*** Opening INPUT RECORDS ***

//! Simulation state and the owning session context
//!
//! `SimState` is the one owning context: the host constructs it, steps
//! it each frame, and reads state back out for rendering. No global
//! state anywhere. Boundary and Maze are replaced wholesale on restart;
//! the ball is mutated in place by the physics step.

use glam::Vec2;
use rand::{Rng, SeedableRng};
use rand_pcg::Pcg32;
use serde::{Deserialize, Serialize};

use super::maze::{Maze, MazeError};
use crate::records::CompletionRecord;
use crate::rotate_vec;
use crate::settings::Params;
use crate::tuning::Tuning;

/// The rotating square container.
#[derive(Debug, Clone, Serialize, Deserialize)]
pub struct Boundary {
    pub center: Vec2,
    /// Edge length. Grows past the configured minimum to fit the maze.
    pub size: f32,
    /// Rotation about the center, radians.
    pub rotation: f32,
}

impl Boundary {
    /// Transform a point from the boundary's local frame to the global
    /// frame.
    #[inline]
    pub fn local_to_global(&self, p: Vec2) -> Vec2 {
        self.center + rotate_vec(p, self.rotation)
    }
}

/// The single dynamic body.
#[derive(Debug, Clone, Serialize, Deserialize)]
pub struct Ball {
    pub pos: Vec2,
    pub vel: Vec2,
}

/// Current phase of a run
#[derive(Debug, Clone, Copy, PartialEq, Eq, Serialize, Deserialize)]
pub enum GamePhase {
    /// Ball live inside the maze
    Playing,
    /// Goal reached; fireworks play out until the host restarts
    Completed,
}

/// A celebration particle spawned at the goal.
#[derive(Debug, Clone, Copy, Serialize, Deserialize)]
pub struct Firework {
    pub pos: Vec2,
    pub vel: Vec2,
    /// Remaining life in ticks
    pub lifetime: f32,
    /// Hue in degrees for the renderer's color lookup
    pub hue: f32,
}

/// Particles in one goal celebration burst
pub const FIREWORK_COUNT: usize = 100;

/// Complete simulation context owned by the host.
#[derive(Debug, Clone)]
pub struct SimState {
    /// Run seed for reproducibility
    pub seed: u64,
    pub boundary: Boundary,
    pub ball: Ball,
    pub maze: Maze,
    pub phase: GamePhase,
    /// Seconds of play accumulated since the rotation control was first
    /// engaged this run.
    pub time_spent: f32,
    /// Whether the rotation control has been engaged this run.
    pub started: bool,
    /// Set once the completion of this run has been reported.
    pub recorded: bool,
    pub fireworks: Vec<Firework>,
    rng: Pcg32,
}

impl SimState {
    /// Start a fresh session: new maze, boundary sized to fit it, ball
    /// resting at the start cell center.
    pub fn new(seed: u64, params: &Params, tuning: &Tuning) -> Result<Self, MazeError> {
        let mut rng = Pcg32::seed_from_u64(seed);
        let size = boundary_size_for(params.maze_complexity, tuning);
        let maze = Maze::generate(params.maze_complexity, size, &mut rng)?;
        let boundary = Boundary {
            center: Vec2::ZERO,
            size,
            rotation: 0.0,
        };
        let ball = Ball {
            pos: boundary.local_to_global(maze.start_center(size)),
            vel: Vec2::ZERO,
        };
        log::info!(
            "new run: {0}x{0} maze, boundary {1}",
            params.maze_complexity,
            size
        );
        Ok(Self {
            seed,
            boundary,
            ball,
            maze,
            phase: GamePhase::Playing,
            time_spent: 0.0,
            started: false,
            recorded: false,
            fireworks: Vec::new(),
            rng,
        })
    }

    /// Restart with a newly generated maze, continuing the RNG stream.
    pub fn restart(&mut self, params: &Params, tuning: &Tuning) -> Result<(), MazeError> {
        let size = boundary_size_for(params.maze_complexity, tuning);
        self.maze = Maze::generate(params.maze_complexity, size, &mut self.rng)?;
        self.boundary.size = size;
        self.reset_run();
        log::info!(
            "restart: {0}x{0} maze, boundary {1}",
            params.maze_complexity,
            size
        );
        Ok(())
    }

    /// Rebuild the session from an imported run record instead of
    /// generating. Updates the dials to the record's values.
    pub fn load_record(
        &mut self,
        record: &CompletionRecord,
        params: &mut Params,
        tuning: &Tuning,
    ) -> Result<(), MazeError> {
        let maze = record.to_maze()?;

        params.set_restitution(record.restitution, tuning);
        params.rotation_speed = record.rotation_speed;
        params.gravity = record.gravity;
        params.maze_complexity = record.maze_complexity;

        self.boundary.size = record.boundary_size;
        self.maze = maze;
        self.reset_run();
        log::info!(
            "loaded record: {0}x{0} maze, boundary {1}",
            record.maze_complexity,
            record.boundary_size
        );
        Ok(())
    }

    /// Put the run back at its initial conditions for the current maze.
    fn reset_run(&mut self) {
        self.boundary.rotation = 0.0;
        self.ball = Ball {
            pos: self
                .boundary
                .local_to_global(self.maze.start_center(self.boundary.size)),
            vel: Vec2::ZERO,
        };
        self.phase = GamePhase::Playing;
        self.time_spent = 0.0;
        self.started = false;
        self.recorded = false;
        self.fireworks.clear();
    }

    /// Spawn the goal celebration burst at a global position.
    pub(crate) fn spawn_fireworks(&mut self, at: Vec2) {
        self.fireworks.clear();
        for _ in 0..FIREWORK_COUNT {
            let angle = self.rng.random_range(0.0..std::f32::consts::TAU);
            let speed = self.rng.random_range(2.0..5.0);
            self.fireworks.push(Firework {
                pos: at,
                vel: Vec2::new(angle.cos(), angle.sin()) * speed,
                lifetime: self.rng.random_range(60.0..120.0),
                hue: self.rng.random_range(0.0..360.0),
            });
        }
    }
}

/// Boundary edge length for a maze of the given complexity: every cell
/// must fit the ball plus clearance, but never below the configured
/// minimum.
pub fn boundary_size_for(complexity: u32, tuning: &Tuning) -> f32 {
    let required = complexity as f32 * (2.0 * tuning.ball_radius + tuning.cell_clearance);
    required.max(tuning.min_boundary_size)
}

*** Closing INPUT RECORDS ***

Show each line in the listing above that has "crate".

[RESULT BELOW]
use crate::records::CompletionRecord;
use crate::rotate_vec;
use crate::settings::Params;
use crate::tuning::Tuning;
    pub(crate) fn spawn_fireworks(&mut self, at: Vec2) {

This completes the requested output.